The effects of U-37883A, a vascular ATP-sensitive K(+) channel (K(ATP) channel) blocker, on membrane currents were investigated in pig urethral myocytes by use of patch-clamp techniques (conventional whole-cell recordings, nystatin-perforated patches and cell-attached configuration). Tension measurement was also performed to study the effects of U-37883A on the levcromakalim-induced urethral relaxation and the urethral resting tone in the absence and presence of Bay K 8644. Although cumulative application of U-37883A produced a concentration-dependent inhibitory effect on the levcromakalim-induced urethral relaxation, U-37883A did not abolish the relaxation.
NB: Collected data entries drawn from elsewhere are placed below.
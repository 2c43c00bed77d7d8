//! Domain events emitted by the write paths and fanned out by the
//! broadcaster.
//!
//! Content-bearing events carry metadata only — recipients re-fetch and
//! decrypt through their own key grant. Broadcast payloads are flat:
//!
//! ```json
//! {
//!     "type": "message.new",
//!     "timestamp": "2026-01-10T10:30:00Z",
//!     "group_id": "uuid",
//!     "message_id": "uuid",
//!     "sender_id": "uuid",
//!     "sequence_number": 7
//! }
//! ```

use chrono::Utc;
use serde::{Deserialize, Serialize};
use uuid::Uuid;

#[derive(Debug, Clone, Serialize, Deserialize)]
pub enum ChatEvent {
    #[serde(rename = "message.new")]
    MessageNew {
        group_id: Uuid,
        message_id: Uuid,
        sender_id: Uuid,
        sequence_number: i64,
        thread_root_id: Option<Uuid>,
    },

    #[serde(rename = "message.edited")]
    MessageEdited {
        group_id: Uuid,
        message_id: Uuid,
        sender_id: Uuid,
        edit_count: i32,
    },

    #[serde(rename = "message.deleted")]
    MessageDeleted {
        group_id: Uuid,
        message_id: Uuid,
        deleted_by: Uuid,
    },

    #[serde(rename = "reaction.added")]
    ReactionAdded {
        group_id: Uuid,
        message_id: Uuid,
        user_id: Uuid,
        emoji: String,
    },

    #[serde(rename = "reaction.removed")]
    ReactionRemoved {
        group_id: Uuid,
        message_id: Uuid,
        user_id: Uuid,
        emoji: String,
    },

    #[serde(rename = "receipt.read")]
    ReadReceipt {
        group_id: Uuid,
        user_id: Uuid,
        up_to_message_id: Uuid,
        marked_count: i64,
    },

    #[serde(rename = "typing.started")]
    TypingStarted { group_id: Uuid, user_id: Uuid },

    #[serde(rename = "typing.stopped")]
    TypingStopped { group_id: Uuid, user_id: Uuid },

    #[serde(rename = "presence.changed")]
    PresenceChanged {
        group_id: Uuid,
        user_id: Uuid,
        status: String,
        device_type: Option<String>,
    },
}

impl ChatEvent {
    pub fn event_type(&self) -> &'static str {
        match self {
            Self::MessageNew { .. } => "message.new",
            Self::MessageEdited { .. } => "message.edited",
            Self::MessageDeleted { .. } => "message.deleted",
            Self::ReactionAdded { .. } => "reaction.added",
            Self::ReactionRemoved { .. } => "reaction.removed",
            Self::ReadReceipt { .. } => "receipt.read",
            Self::TypingStarted { .. } => "typing.started",
            Self::TypingStopped { .. } => "typing.stopped",
            Self::PresenceChanged { .. } => "presence.changed",
        }
    }

    pub fn group_id(&self) -> Uuid {
        match self {
            Self::MessageNew { group_id, .. }
            | Self::MessageEdited { group_id, .. }
            | Self::MessageDeleted { group_id, .. }
            | Self::ReactionAdded { group_id, .. }
            | Self::ReactionRemoved { group_id, .. }
            | Self::ReadReceipt { group_id, .. }
            | Self::TypingStarted { group_id, .. }
            | Self::TypingStopped { group_id, .. }
            | Self::PresenceChanged { group_id, .. } => *group_id,
        }
    }

    /// The user whose action produced the event; they are skipped during
    /// fan-out.
    pub fn actor(&self) -> Uuid {
        match self {
            Self::MessageNew { sender_id, .. } | Self::MessageEdited { sender_id, .. } => {
                *sender_id
            }
            Self::MessageDeleted { deleted_by, .. } => *deleted_by,
            Self::ReactionAdded { user_id, .. }
            | Self::ReactionRemoved { user_id, .. }
            | Self::ReadReceipt { user_id, .. }
            | Self::TypingStarted { user_id, .. }
            | Self::TypingStopped { user_id, .. }
            | Self::PresenceChanged { user_id, .. } => *user_id,
        }
    }

    /// Only new messages get a durability backstop in the offline queue;
    /// every other event type is fire-and-forget for offline members.
    pub fn queued_when_offline(&self) -> Option<Uuid> {
        match self {
            Self::MessageNew { message_id, .. } => Some(*message_id),
            _ => None,
        }
    }

    /// Flat JSON payload for broadcasting.
    pub fn to_payload_value(&self) -> Result<serde_json::Value, serde_json::Error> {
        let mut payload = serde_json::json!({
            "type": self.event_type(),
            "timestamp": Utc::now().to_rfc3339(),
        });

        let data = serde_json::to_value(self)?;
        // Externally-tagged enum: single-entry map of variant name -> fields.
        if let serde_json::Value::Object(map) = data {
            for (_, fields) in map {
                if let serde_json::Value::Object(fields) = fields {
                    for (key, value) in fields {
                        payload[key] = value;
                    }
                }
            }
        }
        Ok(payload)
    }

    pub fn to_broadcast_payload(&self) -> Result<String, serde_json::Error> {
        serde_json::to_string(&self.to_payload_value()?)
    }
}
In nystatin-perforated patch recording, K(ATP) currents activated by levcromakalim were inhibited by U-37883A in a concentration-dependent manner (K(i), 4.7 microM). Approximately 10% of the K(ATP) currents still remained even in the presence of 300 microM U-37883A. In cell-attached mode, extracellular application of U-37883A (100 microM) irreversibly inhibited the activity of the levcromakalim-induced K(ATP) channels. In whole-cell configuration, U-37883A suppressed the peak amplitude of voltage-dependent Ba(2+) currents in a concentration- and voltage-dependent manner, and at 30 microM, shifted the steady-state inactivation curve of the Ba(2+) currents to the left at -90 mV. These results demonstrate that U-37883A reduces not only the activities of K(ATP) channels but also voltage-dependent Ca(2+) channels. Therefore, it is not appropriate to define U-37883A as solely a vascular K(ATP) channel blocker.